Peter Hughes, Welsh secretary of trade union Unite, agreed that the towns of Ebbw Vale, Llanwern and Bryngwyn — all of which lost steel plants at the turn of the century — had set the template for what would happen next. 

“It’s been like a death by a thousand cuts over the last 20 years,” he said, standing outside the Tata site on Friday, as passing drivers honked their horns in solidarity with the workers.

“You look at Ebbw Vale, it was like a ghost town for 10 or 15 years, Bryngwyn not much better. Llanwern is only a shadow of what it used to be.”

Tata’s decision would have a similarly “devastating effect”, not just on Port Talbot but “the wider communities across the valleys”, he added.

Tata Steel workers on site in blast furnace number  4

The company said about 2,800 jobs would be cut across its heavily lossmaking UK operation as part of a four-year transition to green steel, with the bulk of the redundancies at Port Talbot.

It intends to replace existing manufacturing processes with an electric arc furnace, which makes steel from scrap and requires a much smaller workforce.

Tata will invest £750mn to finance the restructuring, backed by a £500mn grant from the UK government.

The Welsh government and unions said London should have provided additional funding, however, to allow one blast furnace to stay open for longer. That would have reduced job losses and ensured the UK retained the capacity to make steel from scratch, they said.

Vaughan Gething, economy minister for the Labour-led devolved Welsh administration, said Tata’s decision would leave the UK as the only G7 country “reliant on . . . steel being made for us”.

He said it was impossible to “underestimate the level of concern” within the local community, and that for each of the “really well- paid” jobs at risk, at least three more in the wider economy would also be lost. 

“It’s a huge amount of employment to suck out of a community like this,” said Gething, who is running to become Wales’ next first minister.

He added that if the UK government was serious about “levelling up” — the promise to boost the economic prospects of struggling regions — it would “need to recognise the scale of the additional challenge that is being created here”.

The nearby Llanwern plant lost its steelmaking function in 2001. Andrew Gutteridge, Abbey’s father and chair of the Multi Unions Llanwern works at what remains of the operation, said that “if you look at all the surrounding areas” of the town now, “there’s nothing”.

Andrew Gutteridge said the closure would ruin the community

The uncertainty that had hung over Port Talbot since redundancies were first mooted last year had “absolutely” damaged the workforce’s mental health, he said.
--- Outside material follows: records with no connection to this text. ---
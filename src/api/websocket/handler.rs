//! WebSocket push handlers
//!
//! Each upgraded connection gets its own loop: wait one interval, build a
//! report, send it as a JSON text frame, repeat. The loop ends when the
//! client goes away or a write fails.

use std::sync::Arc;
use std::time::Duration;

use axum::{
    extract::{
        ws::{rejection::WebSocketUpgradeRejection, Message, WebSocket, WebSocketUpgrade},
        State,
    },
    response::{IntoResponse, Response},
};
use serde::Serialize;
use tokio::time::{interval_at, Instant, MissedTickBehavior};
use tracing::{debug, info, warn};

use super::state::AppState;
use crate::error::{FeedError, FeedResult};
use crate::source::{ReportSource, SharedSource};
use crate::types::Feed;

type Upgrade = Result<WebSocketUpgrade, WebSocketUpgradeRejection>;

/// `GET /traffic`
pub async fn traffic_ws(ws: Upgrade, State(state): State<Arc<AppState>>) -> Response {
    let source = Arc::clone(&state.sources.traffic);
    upgrade(ws, state, Feed::Traffic, source)
}

/// `GET /status`
pub async fn status_ws(ws: Upgrade, State(state): State<Arc<AppState>>) -> Response {
    let source = Arc::clone(&state.sources.status);
    upgrade(ws, state, Feed::Status, source)
}

/// `GET /situation`
pub async fn situation_ws(ws: Upgrade, State(state): State<Arc<AppState>>) -> Response {
    let source = Arc::clone(&state.sources.situation);
    upgrade(ws, state, Feed::Situation, source)
}

/// Complete the handshake and hand the socket to the push loop
fn upgrade<R>(ws: Upgrade, state: Arc<AppState>, feed: Feed, source: SharedSource<R>) -> Response
where
    R: Serialize + 'static,
{
    let ws = match ws {
        Ok(ws) => ws,
        Err(rejection) => {
            warn!(%feed, error = %rejection, "websocket handshake rejected");
            return rejection.into_response();
        }
    };

    let period = state.config.interval;
    ws.write_buffer_size(state.config.write_buffer_size)
        .on_failed_upgrade(move |e| warn!(%feed, error = %e, "websocket upgrade failed"))
        .on_upgrade(move |socket| async move {
            let _guard = state.track_connection();
            info!(%feed, clients = state.connection_count(), "client connected");

            match push_reports(socket, source.as_ref(), period).await {
                Ok(sent) => info!(%feed, sent, "client disconnected"),
                Err(FeedError::Write(e)) => debug!(%feed, error = %e, "stream ended on write failure"),
                Err(e) => warn!(%feed, error = %e, "stream aborted"),
            }
        })
}

/// Push one report per `period` until the client disconnects
///
/// The first report goes out one full period after the call. Frames sent by
/// the client are read only to notice a close; their content is ignored.
/// Returns the number of reports delivered when the client closes, or the
/// error that ended the stream.
pub async fn push_reports<R>(
    mut socket: WebSocket,
    source: &dyn ReportSource<R>,
    period: Duration,
) -> FeedResult<u64>
where
    R: Serialize,
{
    let mut ticker = interval_at(Instant::now() + period, period);
    ticker.set_missed_tick_behavior(MissedTickBehavior::Delay);
    let mut sent = 0u64;

    loop {
        tokio::select! {
            _ = ticker.tick() => {
                let json = serde_json::to_string(&source.next_report())?;
                socket
                    .send(Message::Text(json))
                    .await
                    .map_err(FeedError::Write)?;
                sent += 1;
            }

            incoming = socket.recv() => {
                match incoming {
                    Some(Ok(Message::Close(_))) | None => return Ok(sent),
                    Some(Ok(_)) => {}
                    Some(Err(e)) => {
                        debug!(error = %e, "read failed, closing stream");
                        return Ok(sent);
                    }
                }
            }
        }
    }
}
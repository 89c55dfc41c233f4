//! WebSocket module for periodic report push
//!
//! Provides one endpoint per feed (`/traffic`, `/status`, `/situation`).
//!
//! ## Behavior
//! - One task per connection, no state shared between clients
//! - One JSON report per configured interval, in generation order
//! - Client frames are ignored except for close detection

pub mod handler;
pub mod state;

pub use handler::{push_reports, situation_ws, status_ws, traffic_ws};
pub use state::{AppState, ConnectionGuard};
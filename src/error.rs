//! Error types for the feed server

use std::net::SocketAddr;

use thiserror::Error;

/// Result type for feed operations
pub type FeedResult<T> = Result<T, FeedError>;

/// Everything that can go wrong while configuring, starting or streaming
#[derive(Debug, Error)]
pub enum FeedError {
    /// The listen address could not be parsed
    #[error("invalid listen address '{addr}': {reason}")]
    InvalidAddress { addr: String, reason: String },

    /// A push interval of zero would spin the send loop
    #[error("push interval must be greater than zero")]
    ZeroInterval,

    /// The HTTP listener could not be bound
    #[error("failed to bind {addr}: {source}")]
    Bind {
        addr: SocketAddr,
        #[source]
        source: std::io::Error,
    },

    /// The HTTP server stopped with an I/O error
    #[error("server error: {0}")]
    Serve(#[from] std::io::Error),

    /// A report could not be encoded as JSON
    #[error("failed to encode report: {0}")]
    Encode(#[from] serde_json::Error),

    /// Writing a frame to the client failed
    #[error("failed to write to client: {0}")]
    Write(#[source] axum::Error),
}
//! Traffic report type

use chrono::{DateTime, Utc};
use serde::{Deserialize, Serialize};

/// Receiver a traffic target was last heard on
#[derive(Debug, Clone, Copy, PartialEq, Eq, Serialize, Deserialize)]
#[serde(into = "u8", try_from = "u8")]
pub enum TrafficSource {
    /// 1090 MHz Extended Squitter
    Es,
    /// 978 MHz Universal Access Transceiver
    Uat,
}

impl From<TrafficSource> for u8 {
    fn from(source: TrafficSource) -> u8 {
        match source {
            TrafficSource::Es => 1,
            TrafficSource::Uat => 2,
        }
    }
}

impl TryFrom<u8> for TrafficSource {
    type Error = String;

    fn try_from(value: u8) -> Result<Self, Self::Error> {
        match value {
            1 => Ok(TrafficSource::Es),
            2 => Ok(TrafficSource::Uat),
            other => Err(format!("unknown traffic source {}", other)),
        }
    }
}

/// One aircraft as seen by the traffic receiver
#[derive(Debug, Clone, PartialEq, Serialize, Deserialize)]
pub struct TrafficReport {
    /// 24-bit ICAO address
    #[serde(rename = "Icao_addr")]
    pub icao_addr: u32,

    #[serde(rename = "OnGround")]
    pub on_ground: bool,

    #[serde(rename = "Lat")]
    pub lat: f64,

    #[serde(rename = "Lng")]
    pub lng: f64,

    #[serde(rename = "Position_valid")]
    pub position_valid: bool,

    /// Pressure altitude in feet
    #[serde(rename = "Alt")]
    pub alt: i32,

    /// True track in degrees
    #[serde(rename = "Track")]
    pub track: u16,

    /// Ground speed in knots
    #[serde(rename = "Speed")]
    pub speed: u16,

    #[serde(rename = "Speed_valid")]
    pub speed_valid: bool,

    /// Vertical velocity in feet per minute
    #[serde(rename = "Vvel")]
    pub vvel: i16,

    #[serde(rename = "Tail")]
    pub tail: String,

    #[serde(rename = "Last_seen")]
    pub last_seen: DateTime<Utc>,

    #[serde(rename = "Last_source")]
    pub last_source: TrafficSource,
}
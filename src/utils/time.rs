//! Time and timestamp utilities

use std::time::Instant;

use chrono::{DateTime, Timelike, Utc};

/// Seconds elapsed since UTC midnight, with sub-second precision
pub fn seconds_since_midnight(t: &DateTime<Utc>) -> f32 {
    let whole = t.num_seconds_from_midnight() as f32;
    // leap-second nanos can exceed 1e9, clamp so the fraction stays below one
    let nanos = t.nanosecond().min(999_999_999);
    whole + nanos as f32 / 1_000_000_000.0
}

/// Milliseconds elapsed since `start`, saturating at `u64::MAX`
pub fn millis_since(start: Instant) -> u64 {
    u64::try_from(start.elapsed().as_millis()).unwrap_or(u64::MAX)
}
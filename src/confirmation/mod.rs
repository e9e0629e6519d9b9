//! Rumour Confirmation Workflow
//!
//! `pending -> confirmed` materializes exactly one Transfer and awards the
//! creator a one-time bonus. `pending -> denied` shares the same terminal
//! class. No transition leaves a terminal state.

mod workflow;

pub use workflow::ConfirmationWorkflow;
While alternative proposals were on the table, there had been “hope . . . but when the news leaked, it was absolutely decimating”, said Gutteridge.

Hughes said meetings with Unite members would begin next week.

“Obviously at the moment they’re very angry, tensions are running really high, so it’s to gauge what they want to do,” he said of potential industrial action. “And if I was a betting man, I know what they want to do.”